• [What you are asked to do]:
The response must restate all of the data word for word.
------------------------
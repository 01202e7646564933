//! Decrypters for encrypted stream access
//!
//! Random access into encrypted streams never replays the whole ciphertext:
//! block modes decrypt the unit containing the requested offset (plus the
//! preceding ciphertext unit where the mode chains), and keystream modes
//! regenerate their keystream from the key, replaying only on backward
//! movement. The block primitives come from the RustCrypto cipher crates;
//! the thin mode arithmetic lives here because decrypting isolated interior
//! blocks is not a whole-message operation.

use aes::{Aes128, Aes192, Aes256};
use blowfish::Blowfish;
use cipher::generic_array::GenericArray;
use cipher::{BlockDecrypt, BlockEncrypt, BlockSizeUser, KeyInit};
use des::TdesEde3;
use xts_mode::{get_tweak_default, Xts128};

use crate::error::{VfsError, VfsResult};
use crate::path_spec::{CipherMode, EncryptionMethod};

/// XTS operates on storage sectors rather than cipher blocks.
pub const XTS_SECTOR_SIZE: usize = 512;

// =============================================================================
// Block primitive
// =============================================================================

/// One block cipher with both directions exposed. Decryption of chained
/// modes needs the forward direction too (CFB and OFB decrypt by encrypting
/// the register).
pub trait BlockPrimitive: Send {
    fn block_size(&self) -> usize;
    fn encrypt_block(&self, block: &mut [u8]);
    fn decrypt_block(&self, block: &mut [u8]);
}

struct Primitive<C> {
    cipher: C,
}

impl<C> BlockPrimitive for Primitive<C>
where
    C: BlockEncrypt + BlockDecrypt + BlockSizeUser + Send,
{
    fn block_size(&self) -> usize {
        <C as BlockSizeUser>::block_size()
    }

    fn encrypt_block(&self, block: &mut [u8]) {
        let block = GenericArray::from_mut_slice(block);
        self.cipher.encrypt_block(block);
    }

    fn decrypt_block(&self, block: &mut [u8]) {
        let block = GenericArray::from_mut_slice(block);
        self.cipher.decrypt_block(block);
    }
}

fn new_block_primitive(
    method: EncryptionMethod,
    key: &[u8],
) -> VfsResult<Box<dyn BlockPrimitive>> {
    let bad_key = |expected: &str| {
        VfsError::EncryptedVolumeLocked(format!(
            "{} key must be {} bytes, got {}",
            method.as_str(),
            expected,
            key.len()
        ))
    };
    Ok(match method {
        EncryptionMethod::Aes => match key.len() {
            16 => Box::new(Primitive {
                cipher: Aes128::new_from_slice(key).expect("length checked"),
            }),
            24 => Box::new(Primitive {
                cipher: Aes192::new_from_slice(key).expect("length checked"),
            }),
            32 => Box::new(Primitive {
                cipher: Aes256::new_from_slice(key).expect("length checked"),
            }),
            _ => return Err(bad_key("16, 24 or 32")),
        },
        EncryptionMethod::Des3 => match key.len() {
            24 => Box::new(Primitive {
                cipher: TdesEde3::new_from_slice(key).expect("length checked"),
            }),
            _ => return Err(bad_key("24")),
        },
        EncryptionMethod::Blowfish => {
            let cipher: Blowfish = Blowfish::new_from_slice(key)
                .map_err(|_| bad_key("4 through 56"))?;
            Box::new(Primitive { cipher })
        }
        EncryptionMethod::Rc4 => {
            return Err(VfsError::PathSpec(
                "rc4 is a stream cipher, not a block cipher".to_string(),
            ))
        }
    })
}

// =============================================================================
// RC4
// =============================================================================

/// RC4 key schedule and generator. Small enough that carrying a dedicated
/// crate for variable-length keys is not worth it.
struct Rc4State {
    s: [u8; 256],
    i: u8,
    j: u8,
}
------------------------
• [Result of this task]:
repository 01202e7646564933
//! Decrypters for encrypted stream access
//!
//! Random access into encrypted streams never replays the whole ciphertext:
//! block modes decrypt the unit containing the requested offset (plus the
//! preceding ciphertext unit where the mode chains), and keystream modes
//! regenerate their keystream from the key, replaying only on backward
//! movement. The block primitives come from the RustCrypto cipher crates;
//! the thin mode arithmetic lives here because decrypting isolated interior
//! blocks is not a whole-message operation.

use aes::{Aes128, Aes192, Aes256};
use blowfish::Blowfish;
use cipher::generic_array::GenericArray;
use cipher::{BlockDecrypt, BlockEncrypt, BlockSizeUser, KeyInit};
use des::TdesEde3;
use xts_mode::{get_tweak_default, Xts128};

use crate::error::{VfsError, VfsResult};
use crate::path_spec::{CipherMode, EncryptionMethod};

/// XTS operates on storage sectors rather than cipher blocks.
pub const XTS_SECTOR_SIZE: usize = 512;

// =============================================================================
// Block primitive
// =============================================================================

/// One block cipher with both directions exposed. Decryption of chained
/// modes needs the forward direction too (CFB and OFB decrypt by encrypting
/// the register).
pub trait BlockPrimitive: Send {
    fn block_size(&self) -> usize;
    fn encrypt_block(&self, block: &mut [u8]);
    fn decrypt_block(&self, block: &mut [u8]);
}

struct Primitive<C> {
    cipher: C,
}

impl<C> BlockPrimitive for Primitive<C>
where
    C: BlockEncrypt + BlockDecrypt + BlockSizeUser + Send,
{
    fn block_size(&self) -> usize {
        <C as BlockSizeUser>::block_size()
    }

    fn encrypt_block(&self, block: &mut [u8]) {
        let block = GenericArray::from_mut_slice(block);
        self.cipher.encrypt_block(block);
    }

    fn decrypt_block(&self, block: &mut [u8]) {
        let block = GenericArray::from_mut_slice(block);
        self.cipher.decrypt_block(block);
    }
}

fn new_block_primitive(
    method: EncryptionMethod,
    key: &[u8],
) -> VfsResult<Box<dyn BlockPrimitive>> {
    let bad_key = |expected: &str| {
        VfsError::EncryptedVolumeLocked(format!(
            "{} key must be {} bytes, got {}",
            method.as_str(),
            expected,
            key.len()
        ))
    };
    Ok(match method {
        EncryptionMethod::Aes => match key.len() {
            16 => Box::new(Primitive {
                cipher: Aes128::new_from_slice(key).expect("length checked"),
            }),
            24 => Box::new(Primitive {
                cipher: Aes192::new_from_slice(key).expect("length checked"),
            }),
            32 => Box::new(Primitive {
                cipher: Aes256::new_from_slice(key).expect("length checked"),
            }),
            _ => return Err(bad_key("16, 24 or 32")),
        },
        EncryptionMethod::Des3 => match key.len() {
            24 => Box::new(Primitive {
                cipher: TdesEde3::new_from_slice(key).expect("length checked"),
            }),
            _ => return Err(bad_key("24")),
        },
        EncryptionMethod::Blowfish => {
            let cipher: Blowfish = Blowfish::new_from_slice(key)
                .map_err(|_| bad_key("4 through 56"))?;
            Box::new(Primitive { cipher })
        }
        EncryptionMethod::Rc4 => {
            return Err(VfsError::PathSpec(
                "rc4 is a stream cipher, not a block cipher".to_string(),
            ))
        }
    })
}

// =============================================================================
// RC4
// =============================================================================

/// RC4 key schedule and generator. Small enough that carrying a dedicated
/// crate for variable-length keys is not worth it.
struct Rc4State {
    s: [u8; 256],
    i: u8,
    j: u8,
}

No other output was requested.